DeSimone has received 40 major awards and recognitions including the 2010 AAAS Mentor Award in recognition of his efforts to advance diversity in the chemistry PhD workforce; the 2009 NIH Director’s Pioneer Award; and the Lemelson-MIT Prize for Invention and Innovation. In 2005, DeSimone was elected into the National Academy of Engineering and the American Academy of Arts and Sciences.

Among DeSimone’s notable inventions is an environmentally friendly manufacturing process that relies on supercritical carbon dioxide instead of water and bio-persistent surfactants (detergents) for the creation of fluoropolymers or high-performance plastics, such as Teflon®.

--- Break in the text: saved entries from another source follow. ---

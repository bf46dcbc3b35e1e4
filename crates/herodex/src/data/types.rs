//! Common data types for the hero catalog
//!
//! Shared types used across the data, provider and app modules.

use serde::{Deserialize, Serialize};
use serde_json::{Map, Value};

use crate::config::api::IMAGES_PATH;

// =============================================================================
// Hero - Catalog entry
// =============================================================================

/// A hero as served by the catalog
///
/// Only the identifier matters to favorites and caching, so a hero is kept
/// as the JSON object it arrived as. Descriptive fields are read through
/// lenient accessors and serialize back exactly as received, including
/// nulls, empty values and fields of unexpected types.
#[derive(Debug, Clone, Default, Serialize, Deserialize, PartialEq)]
#[serde(transparent)]
pub struct Hero {
    fields: Map<String, Value>,
}

impl Hero {
    /// Create a hero with only an identifier and a name
    pub fn new(id: impl Into<String>, name: impl Into<String>) -> Self {
        Self::default()
            .with_field("id", id.into())
            .with_field("name", name.into())
    }

    /// Wrap a JSON value; anything but an object is rejected
    pub fn from_value(value: Value) -> Option<Self> {
        match value {
            Value::Object(fields) => Some(Self { fields }),
            _ => None,
        }
    }

    /// Catalog identifier, empty if missing or not a string
    pub fn id(&self) -> &str {
        self.text("id").unwrap_or("")
    }

    /// Whether the hero carries a non-empty string identifier
    pub fn has_id(&self) -> bool {
        !self.id().is_empty()
    }

    /// Display name, empty if missing or not a string
    pub fn name(&self) -> &str {
        self.text("name").unwrap_or("")
    }

    /// Image file name, or an absolute URL once resolved
    pub fn image(&self) -> Option<&str> {
        self.text("image")
    }

    /// "Hero" or "Villain"
    pub fn category(&self) -> Option<&str> {
        self.text("category")
    }

    pub fn strength(&self) -> Option<f64> {
        self.stat("strength")
    }

    pub fn intelligence(&self) -> Option<f64> {
        self.stat("intelligence")
    }

    /// String value of `key`, `None` if absent or of another type
    pub fn text(&self, key: &str) -> Option<&str> {
        self.fields.get(key).and_then(Value::as_str)
    }

    /// Numeric value of `key`; numeric strings such as `"9"` are accepted
    pub fn stat(&self, key: &str) -> Option<f64> {
        match self.fields.get(key)? {
            Value::Number(n) => n.as_f64(),
            Value::String(s) => s.trim().parse().ok(),
            _ => None,
        }
    }

    /// Raw value of `key`
    pub fn get(&self, key: &str) -> Option<&Value> {
        self.fields.get(key)
    }

    /// All fields in the order they were received
    pub fn fields(&self) -> &Map<String, Value> {
        &self.fields
    }

    /// Set `key`, keeping its position if already present
    pub fn set(&mut self, key: impl Into<String>, value: impl Into<Value>) {
        self.fields.insert(key.into(), value.into());
    }

    /// Create with an extra field
    pub fn with_field(mut self, key: impl Into<String>, value: impl Into<Value>) -> Self {
        self.set(key, value);
        self
    }

    /// Create with an image file name
    pub fn with_image(self, image: impl Into<String>) -> Self {
        self.with_field("image", image.into())
    }

    /// Create with a category
    pub fn with_category(self, category: impl Into<String>) -> Self {
        self.with_field("category", category.into())
    }

    /// Create with strength and intelligence stats
    pub fn with_stats(self, strength: u32, intelligence: u32) -> Self {
        self.with_field("strength", strength)
            .with_field("intelligence", intelligence)
    }

    /// Rewrite the image file name into an absolute URL under `base_url`
    ///
    /// `"4.jpeg"` becomes `"{base_url}/images/4.jpeg"`. Heroes without a
    /// string image are left alone.
    pub fn resolve_image(mut self, base_url: &str) -> Self {
        if let Some(image) = self.image() {
            let url = image_url(base_url, image);
            self.set("image", url);
        }
        self
    }
}

/// Absolute URL of a catalog image
pub fn image_url(base_url: &str, image: &str) -> String {
    format!(
        "{}{}/{}",
        base_url.trim_end_matches('/'),
        IMAGES_PATH,
        image.trim_start_matches('/')
    )
}

// =============================================================================
// HeroPage - One page of the catalog listing
// =============================================================================

/// A page of heroes plus the totals needed to render pagination
#[derive(Debug, Clone, Default, Serialize, Deserialize, PartialEq)]
pub struct HeroPage {
    /// Total number of heroes matching the category
    #[serde(default)]
    pub total: u32,
    /// Total number of pages at the requested limit
    #[serde(default)]
    pub pages: u32,
    #[serde(default)]
    pub heroes: Vec<Hero>,
}

impl HeroPage {
    /// Rewrite every hero image into an absolute URL
    pub fn resolve_images(mut self, base_url: &str) -> Self {
        self.heroes = self
            .heroes
            .into_iter()
            .map(|hero| hero.resolve_image(base_url))
            .collect();
        self
    }
}

// =============================================================================
// SummaryInformation - Catalog statistics
// =============================================================================

/// Aggregate catalog statistics
#[derive(Debug, Clone, Serialize, Deserialize, PartialEq)]
#[serde(rename_all = "camelCase")]
pub struct SummaryInformation {
    pub total_heroes: u32,
    pub strongest_hero: Hero,
    pub smartest_hero: Hero,
    pub hero_count: u32,
    pub villain_count: u32,
}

In 2002, DeSimone, along with Dr. Richard Stack, a cardiologist at Duke, co-founded Bioabsorbable Vascular Solutions (BVS) to commercialize a fully bioabsorbable, drug-eluting stent. BVS was acquired by Guidant Corporation in 2003 and these stents are now being evaluated in a series of international clinical trials led by Abbott, enrolling over 1000 patients as of November 2009, for the treatment of coronary artery disease.

With the PRINT technology developed in the DeSimone lab, DeSimone’s group is now heavily focused on bringing the precision, uniformity, and mass production techniques associated with the fabrication of nanoscale features found in the microelectronics industry to the nano-medicine field for the fabrication and delivery of vaccines and therapeutics for the treatment and prevention of diseases.

DeSimone recently launched Liquidia Technologies (, which now employs roughly 50 people in RTP and has raised over $50 million in venture financing. DeSimone’s laboratory and the PRINT technology recently became a foundation for the new $20 million Carolina Center for Cancer Nanotechnology Excellence funded by the National Cancer Institute. DeSimone received his BS in Chemistry in 1986 from Ursinus College in Collegeville, and his Ph.D. in Chemistry in 1990 from Virginia Tech.